Enrique Jardiel Poncela
BUSCANDO EL MONT-BLANC
Llevo diez días viajando por Suiza y buscando el Mont- Blanc, y hasta ahora no he encontrado más que abetos, helechos, pinos, túneles y sanatorios.
Al atravesar el Simplón, con rumbo a Ginebra, yo me decía: —Bueno, ahora, en cuanto se acabe el túnel, veré el Mont-Blanc.
Y el túnel se acabó, las viajeras elegantes se apresuraron a retocarse los labios, y lo que vi fue el lago Mayor. Pero el Mont-Blanc, ni rastros.
Empiezo a creer que el Mont- Blanc no existe y que su fama mundial es un truco de las Agencias de Turismo. Cada vez que le pregunto a un compañero de viaje: «Diga usted, ¿y el Mont-Blanc?», el compañero de viaje extiende una mano, con el índice en punta, señala un punto del horizonte, y me dice:
—Lá bas.
Y yo miro hacia el sitio indicado, y no veo más que unas cuantas montañas.
Esto es un asquito.
EL LAGO MAYOR
El lago Mayor es el mayor de todos. Por eso le llaman Mayor. Está repleto de «villas», como la Costa Azul y como la Ciudad Lineal. La parte Norte es Suiza y verdosa; la parte Sur es italiana y azul. El día que surja una guerra entre Italia y Suiza, el cisco que se va a armar en este lago Mayor va a ser de los de aupa, y lo mismo la parte Norte que la parte Sur se van a poner verdes.
GINEBRA.—NI GINEBRA NI BOLLOS SUIZOS
El que llega a Ginebra pensando que está en Suiza, se cae sentado al salir de la estación. Ginebra es una población francesa, en la que las damas enseñan las piernas hasta… hasta la exageración, en la que los edificios son suntuosos, en la que todo está saturado de comodidad y en que la gente se divorcia por un «quítame allá esa Sociedad de Naciones».
He visto la Bolsa, la Catedral y los Bulevares, y he acabado sentándome a tomar café helado, pensando en Calvino.
—Saboree el café, señor—me ha dicho el camarero—, porque está helado con nieve del Mont-Blanc.
He dado un salto.
—¡Pero, oiga usted! ¿Dónde está el Mont-Blanc?
—Lábas—me ha contestado, extendiendo un dedo en el aire.

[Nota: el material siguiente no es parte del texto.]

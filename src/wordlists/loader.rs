//! Word list loading utilities
//!
//! Word lists are plain text with one word per line. Entries are normalized;
//! blank lines and `#` comments are skipped.

use crate::core::normalize;
use std::fs;
use std::io;
use std::path::{Path, PathBuf};
use thiserror::Error;
use tracing::info;

/// Error type for word list loading
#[derive(Debug, Error)]
pub enum WordListError {
    #[error("could not read word list {}", .path.display())]
    Io {
        path: PathBuf,
        #[source]
        source: io::Error,
    },
    #[error("word list {} contains no words", .0.display())]
    Empty(PathBuf),
}

/// Load words from a file
///
/// # Errors
///
/// Returns `WordListError::Io` if the file cannot be read, or
/// `WordListError::Empty` if it holds no words.
///
/// # Examples
/// ```no_run
/// use word_scramble::wordlists::loader::load_from_file;
///
/// let words = load_from_file("data/start.txt").unwrap();
/// println!("Loaded {} words", words.len());
/// ```
pub fn load_from_file<P: AsRef<Path>>(path: P) -> Result<Vec<String>, WordListError> {
    let path = path.as_ref();
    let content = fs::read_to_string(path).map_err(|source| WordListError::Io {
        path: path.to_path_buf(),
        source,
    })?;

    let words = words_from_content(&content);
    if words.is_empty() {
        return Err(WordListError::Empty(path.to_path_buf()));
    }

    info!(path = %path.display(), count = words.len(), "Loaded word list");
    Ok(words)
}

/// Split newline-separated content into normalized words
#[must_use]
pub fn words_from_content(content: &str) -> Vec<String> {
    content
        .lines()
        .filter(|line| !line.trim_start().starts_with('#'))
        .map(normalize)
        .filter(|word| !word.is_empty())
        .collect()
}

/// Convert embedded string slice to an owned word vector
///
/// # Examples
/// ```
/// use word_scramble::wordlists::loader::words_from_slice;
/// use word_scramble::wordlists::START_WORDS;
///
/// let words = words_from_slice(START_WORDS);
/// assert_eq!(words.len(), START_WORDS.len());
/// ```
#[must_use]
pub fn words_from_slice(slice: &[&str]) -> Vec<String> {
    slice
        .iter()
        .map(|s| normalize(s))
        .filter(|word| !word.is_empty())
        .collect()
}

#[cfg(test)]
mod tests {
    use super::*;

    #[test]
    fn words_from_slice_normalizes() {
        let input = &["Silkworm", " cat ", "dog"];
        let words = words_from_slice(input);

        assert_eq!(words, vec!["silkworm", "cat", "dog"]);
    }

    #[test]
    fn words_from_slice_skips_blank() {
        let input = &["silkworm", "", "  ", "cat"];
        let words = words_from_slice(input);

        assert_eq!(words, vec!["silkworm", "cat"]);
    }

    #[test]
    fn words_from_slice_empty() {
        let input: &[&str] = &[];
        assert!(words_from_slice(input).is_empty());
    }

    #[test]
    fn words_from_content_handles_crlf_and_trailing_newline() {
        let words = words_from_content("silkworm\r\nalphabet\r\n\r\n");
        assert_eq!(words, vec!["silkworm", "alphabet"]);
    }

    #[test]
    fn words_from_content_skips_comments() {
        let words = words_from_content("# start words\nsilkworm\n  # indented\ncat");
        assert_eq!(words, vec!["silkworm", "cat"]);
    }

    #[test]
    fn load_from_missing_file() {
        let result = load_from_file("/definitely/not/here/start.txt");
        assert!(matches!(result, Err(WordListError::Io { .. })));
    }

    #[test]
    fn load_from_blank_file() {
        let path = std::env::temp_dir().join("word_scramble_blank_list_test.txt");
        fs::write(&path, "\n   \n# nothing\n").unwrap();

        let result = load_from_file(&path);
        assert!(matches!(result, Err(WordListError::Empty(_))));

        fs::remove_file(&path).unwrap();
    }

    #[test]
    fn load_from_file_reads_lines() {
        let path = std::env::temp_dir().join("word_scramble_start_list_test.txt");
        fs::write(&path, "SILKWORM\nalphabet\n").unwrap();

        let words = load_from_file(&path).unwrap();
        assert_eq!(words, vec!["silkworm", "alphabet"]);

        fs::remove_file(&path).unwrap();
    }
}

Yo he mirado hacia allí y he visto unas nubecitas. Por no tener un disgusto de los gordos, he cambiado de conversación y le he dicho al camarero que me trajese una copita de ginebra.
—No hay—me ha respondido.
—¿Cómo? ¿Qué no hay ginebra en Ginebra?
—No, señor.
—Bueno, pues tráigame un bollo.
—¿Un bollo?
—Sí; un bollo suizo.
—En Suiza no se fabrican bollos, caballero. Pero le traeré un bollo español, que han llegado anteayer y aún están tiernos.
Y me lo ha traído.
Y resulta que los que llaman en Suiza bollos españoles son los que llamamos en España suizos.
Me estoy haciendo un lío terrible.
PASEO LITERARIO
Como, después de todo, dicen que uno es un literato, he comprendido que estaba en la obligación de dar un paseo literario por Ginebra, ciudad extraordinariamente intelectual. He visto el castillo de Mme. de Staël, y he declarado :
—¡Es muy bonito!
Visito después el castillo de Cerney, lleno de recuerdos de Voltaire, y he exclamado:
—¡Precioso! Devuélvanle ustedes los recuerdos. Luego, en la quinta de Lord Byron he dicho:
—¡Muy poético!
Frente el Calvinium. confieso :
—¡Hay que ver!
La estatua de Miguel Servet me hace observar:
—Está muy parecido.
Y ante el número 90 de la Gran Rue, sitio donde vivió Rousseau, he murmurado:
—Bueno, pues va a ser cosa de marcharse.
Y me he marchado de Ginebra, saturado de literatura. Los llamados intelectuales somos así.
LAUSANA
Dos horas de camino, y me encuentro en Lausana (Lausanné, como escriben los idiotas y algunos farmacéuticos).
Lausana es una ciudad para alpinistas, como Chamonix y Madrid cuando el Ayuntamiento arregla el empedrado. Está construida sobre montañas, y para subir desde la estación hay dos caminos: o se toma un funicular, o se toma carrerilla y se atiza uno una ascensión monte arriba para la que son necesarios cinco horas y tres thermos de limón helado.
Los diferentes barrios de la ciudad se enlazan por medio de puentes tendidos sobre espeluznantes abismos, y aquí, al que quiere suicidarse, se le dan toda clase de facilidades.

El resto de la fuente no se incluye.